The hospital refuted those claims and said that the patient had raised such a ruckus about having it up that they lowered it – against hospital policy – in order to hopefully prevent another coronary episode in the gentleman.

According to a source who has researched the case, the courtroom allowed special privileges to the injured man. For example, the Circuit Court Judge told the plaintiff that it was not necessary to raise his right hand when he was sworn in, because of his condition. The man was also allowed to sit in a chair in front of the jury to help him avoid the two small stairs into the testimony box.

While on the stand (in the chair), the plaintiff’s hands continually moved “as if he was trying to wake them up or remove something from their tips,” a report of the trial stated.
The 50-year-old man has told his attorney that he does not remember much of what happened to him in the hospital.
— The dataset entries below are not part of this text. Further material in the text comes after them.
//! Caller identity as the host environment reports it.

use crate::error::HostError;
use keel_core::Name;

/// Who is calling, and whether the host verified their authorization.
#[derive(Clone, Copy, Debug, PartialEq, Eq)]
pub struct CallContext {
    pub caller: Name,
    pub authorized: bool,
}

impl CallContext {
    /// A call the host verified `caller` signed.
    pub fn signed(caller: Name) -> Self {
        Self {
            caller,
            authorized: true,
        }
    }

    /// A call claiming to come from `caller` without a verified signature.
    pub fn unsigned(caller: Name) -> Self {
        Self {
            caller,
            authorized: false,
        }
    }

    pub fn require_auth(&self) -> Result<(), HostError> {
        if !self.authorized {
            return Err(HostError::MissingAuthorization {
                caller: self.caller.to_string(),
            });
        }
        Ok(())
    }

    /// Whether this is an authorized call from `account`.
    pub fn is(&self, account: Name) -> bool {
        self.authorized && self.caller == account
    }

    pub fn require_owner(&self, owner: Name) -> Result<(), HostError> {
        self.require_auth()?;
        if self.caller != owner {
            return Err(HostError::NotOwner {
                caller: self.caller.to_string(),
                owner: owner.to_string(),
            });
        }
        Ok(())
    }
}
He also explained his hands’ movements near the end of his testimony. He said that he thinks the movements go on when he’s not aware as his body’s way of attempting to ease the pain and discomfort which enveloped his entire body and was not helped by medicine. He said, “There is a burning, prickling sensation of the skin. It is like my body or skin is on fire, particularly in my hands. They almost constantly feel like they are going to burst open or burn up.”

The hospital tried to settle for $150,000, but the plaintiff wanted at least $400,000 and was expected to ask for upwards of $1 million dollars if the trial eventually went to trial. Hospitals in NYC and Westchester County have watched this case carefully.